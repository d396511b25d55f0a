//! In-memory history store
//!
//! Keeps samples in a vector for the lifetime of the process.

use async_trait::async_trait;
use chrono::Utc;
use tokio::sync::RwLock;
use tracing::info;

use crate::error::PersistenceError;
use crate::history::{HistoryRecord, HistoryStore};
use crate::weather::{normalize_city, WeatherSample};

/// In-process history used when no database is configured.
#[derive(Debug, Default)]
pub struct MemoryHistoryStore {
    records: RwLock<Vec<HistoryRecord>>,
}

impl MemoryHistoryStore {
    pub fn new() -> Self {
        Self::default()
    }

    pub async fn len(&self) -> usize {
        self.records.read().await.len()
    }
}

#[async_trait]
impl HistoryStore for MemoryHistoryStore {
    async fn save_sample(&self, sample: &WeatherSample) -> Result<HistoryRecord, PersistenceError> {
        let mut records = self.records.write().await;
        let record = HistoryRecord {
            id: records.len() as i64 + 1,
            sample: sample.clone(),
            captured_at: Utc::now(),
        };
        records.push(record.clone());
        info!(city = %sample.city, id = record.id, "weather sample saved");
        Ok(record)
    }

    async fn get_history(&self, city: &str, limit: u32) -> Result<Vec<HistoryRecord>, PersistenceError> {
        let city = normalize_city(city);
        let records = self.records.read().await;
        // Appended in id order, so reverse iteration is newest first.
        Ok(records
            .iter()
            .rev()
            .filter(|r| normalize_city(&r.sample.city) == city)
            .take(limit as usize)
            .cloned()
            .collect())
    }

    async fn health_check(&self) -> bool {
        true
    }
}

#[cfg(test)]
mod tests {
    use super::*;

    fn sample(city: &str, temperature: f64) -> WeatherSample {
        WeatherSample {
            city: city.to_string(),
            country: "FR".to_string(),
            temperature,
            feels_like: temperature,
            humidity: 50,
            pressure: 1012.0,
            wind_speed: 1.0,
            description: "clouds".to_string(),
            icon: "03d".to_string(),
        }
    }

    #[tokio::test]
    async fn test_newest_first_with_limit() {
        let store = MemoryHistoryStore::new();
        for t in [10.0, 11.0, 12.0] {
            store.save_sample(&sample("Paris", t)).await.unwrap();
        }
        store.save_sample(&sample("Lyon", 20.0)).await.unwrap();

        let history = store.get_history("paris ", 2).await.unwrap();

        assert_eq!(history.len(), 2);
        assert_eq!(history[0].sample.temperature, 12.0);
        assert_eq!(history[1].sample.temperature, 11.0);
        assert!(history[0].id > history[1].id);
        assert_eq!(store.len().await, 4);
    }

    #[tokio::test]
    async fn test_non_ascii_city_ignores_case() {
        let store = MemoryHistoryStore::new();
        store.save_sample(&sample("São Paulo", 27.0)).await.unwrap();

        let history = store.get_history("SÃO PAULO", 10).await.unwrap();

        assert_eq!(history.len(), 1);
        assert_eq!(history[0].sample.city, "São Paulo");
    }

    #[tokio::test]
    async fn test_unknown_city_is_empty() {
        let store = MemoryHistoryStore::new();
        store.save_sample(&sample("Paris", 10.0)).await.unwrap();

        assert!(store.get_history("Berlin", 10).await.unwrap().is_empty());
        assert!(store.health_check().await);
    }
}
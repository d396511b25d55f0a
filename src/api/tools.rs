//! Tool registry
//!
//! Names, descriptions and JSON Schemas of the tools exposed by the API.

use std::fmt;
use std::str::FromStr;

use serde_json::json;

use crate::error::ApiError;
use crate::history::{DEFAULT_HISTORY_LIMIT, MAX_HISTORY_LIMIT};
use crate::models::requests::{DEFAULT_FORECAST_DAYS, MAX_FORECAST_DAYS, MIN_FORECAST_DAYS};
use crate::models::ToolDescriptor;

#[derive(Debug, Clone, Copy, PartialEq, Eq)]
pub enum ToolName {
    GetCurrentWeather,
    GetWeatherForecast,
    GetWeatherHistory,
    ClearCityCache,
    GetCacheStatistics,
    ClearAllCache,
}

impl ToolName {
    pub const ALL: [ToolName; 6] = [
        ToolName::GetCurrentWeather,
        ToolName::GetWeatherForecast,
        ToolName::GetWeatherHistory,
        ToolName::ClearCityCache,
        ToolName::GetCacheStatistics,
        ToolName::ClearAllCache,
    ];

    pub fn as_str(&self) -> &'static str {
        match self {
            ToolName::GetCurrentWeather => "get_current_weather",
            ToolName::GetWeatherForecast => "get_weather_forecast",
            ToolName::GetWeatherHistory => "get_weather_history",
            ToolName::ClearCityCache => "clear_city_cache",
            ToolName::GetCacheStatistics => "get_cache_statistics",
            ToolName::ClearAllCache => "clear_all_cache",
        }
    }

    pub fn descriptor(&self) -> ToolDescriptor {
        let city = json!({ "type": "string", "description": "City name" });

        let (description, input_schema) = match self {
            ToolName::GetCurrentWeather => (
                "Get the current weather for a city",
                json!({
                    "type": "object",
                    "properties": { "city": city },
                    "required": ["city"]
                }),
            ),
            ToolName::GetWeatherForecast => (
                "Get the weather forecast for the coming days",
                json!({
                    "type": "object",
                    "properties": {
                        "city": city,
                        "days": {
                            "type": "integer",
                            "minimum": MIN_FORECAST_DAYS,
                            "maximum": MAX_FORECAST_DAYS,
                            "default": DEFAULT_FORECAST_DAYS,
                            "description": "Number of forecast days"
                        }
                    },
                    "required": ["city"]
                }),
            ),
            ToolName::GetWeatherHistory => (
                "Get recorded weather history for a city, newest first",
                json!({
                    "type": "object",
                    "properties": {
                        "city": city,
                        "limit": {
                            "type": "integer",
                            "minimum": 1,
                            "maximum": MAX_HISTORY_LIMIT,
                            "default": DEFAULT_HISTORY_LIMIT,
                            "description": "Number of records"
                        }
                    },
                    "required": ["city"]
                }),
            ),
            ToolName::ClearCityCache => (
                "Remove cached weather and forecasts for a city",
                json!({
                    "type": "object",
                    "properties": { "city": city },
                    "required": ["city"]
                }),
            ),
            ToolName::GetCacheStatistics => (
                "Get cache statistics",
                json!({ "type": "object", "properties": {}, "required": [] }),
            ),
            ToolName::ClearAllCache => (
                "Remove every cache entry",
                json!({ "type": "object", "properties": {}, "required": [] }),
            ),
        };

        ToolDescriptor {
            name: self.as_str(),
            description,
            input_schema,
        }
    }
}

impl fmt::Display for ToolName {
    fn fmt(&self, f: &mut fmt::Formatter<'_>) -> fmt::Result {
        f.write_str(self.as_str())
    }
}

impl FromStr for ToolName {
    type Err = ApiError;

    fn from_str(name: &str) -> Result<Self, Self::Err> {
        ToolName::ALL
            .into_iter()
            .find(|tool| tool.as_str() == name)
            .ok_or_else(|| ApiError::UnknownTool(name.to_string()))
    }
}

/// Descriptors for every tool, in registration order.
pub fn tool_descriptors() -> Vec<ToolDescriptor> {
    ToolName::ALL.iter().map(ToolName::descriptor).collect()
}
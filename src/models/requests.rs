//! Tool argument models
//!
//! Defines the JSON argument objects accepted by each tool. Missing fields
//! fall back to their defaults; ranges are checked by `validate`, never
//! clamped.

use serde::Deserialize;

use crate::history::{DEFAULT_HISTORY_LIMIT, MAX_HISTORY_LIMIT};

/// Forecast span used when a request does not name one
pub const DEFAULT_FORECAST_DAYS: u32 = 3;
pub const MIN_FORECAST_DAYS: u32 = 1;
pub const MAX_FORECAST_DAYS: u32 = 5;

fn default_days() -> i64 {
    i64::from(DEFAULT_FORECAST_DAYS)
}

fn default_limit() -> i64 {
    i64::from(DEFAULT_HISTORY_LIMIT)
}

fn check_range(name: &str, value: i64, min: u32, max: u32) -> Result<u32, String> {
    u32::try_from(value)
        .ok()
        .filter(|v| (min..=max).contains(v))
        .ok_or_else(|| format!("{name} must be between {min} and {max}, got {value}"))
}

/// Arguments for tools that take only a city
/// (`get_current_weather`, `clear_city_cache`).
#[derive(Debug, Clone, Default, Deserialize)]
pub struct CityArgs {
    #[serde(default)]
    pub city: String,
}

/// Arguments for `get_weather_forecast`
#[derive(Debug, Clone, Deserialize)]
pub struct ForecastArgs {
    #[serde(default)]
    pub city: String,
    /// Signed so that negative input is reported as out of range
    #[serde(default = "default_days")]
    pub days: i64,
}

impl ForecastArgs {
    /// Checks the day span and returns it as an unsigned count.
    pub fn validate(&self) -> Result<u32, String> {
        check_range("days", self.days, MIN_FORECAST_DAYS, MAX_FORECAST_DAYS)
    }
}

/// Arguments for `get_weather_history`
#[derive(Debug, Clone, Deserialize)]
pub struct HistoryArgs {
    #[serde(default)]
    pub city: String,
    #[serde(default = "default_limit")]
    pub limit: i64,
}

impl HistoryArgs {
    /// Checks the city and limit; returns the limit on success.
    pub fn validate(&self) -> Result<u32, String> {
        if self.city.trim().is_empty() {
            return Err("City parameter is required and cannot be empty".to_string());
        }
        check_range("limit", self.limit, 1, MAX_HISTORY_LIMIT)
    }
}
###
[Task to carry out] Taking the records above as input, show every line in which the word "Deserialize" is present.

[Answer to the exercise]
use serde::Deserialize;
#[derive(Debug, Clone, Default, Deserialize)]
#[derive(Debug, Clone, Deserialize)]
#[derive(Debug, Clone, Deserialize)]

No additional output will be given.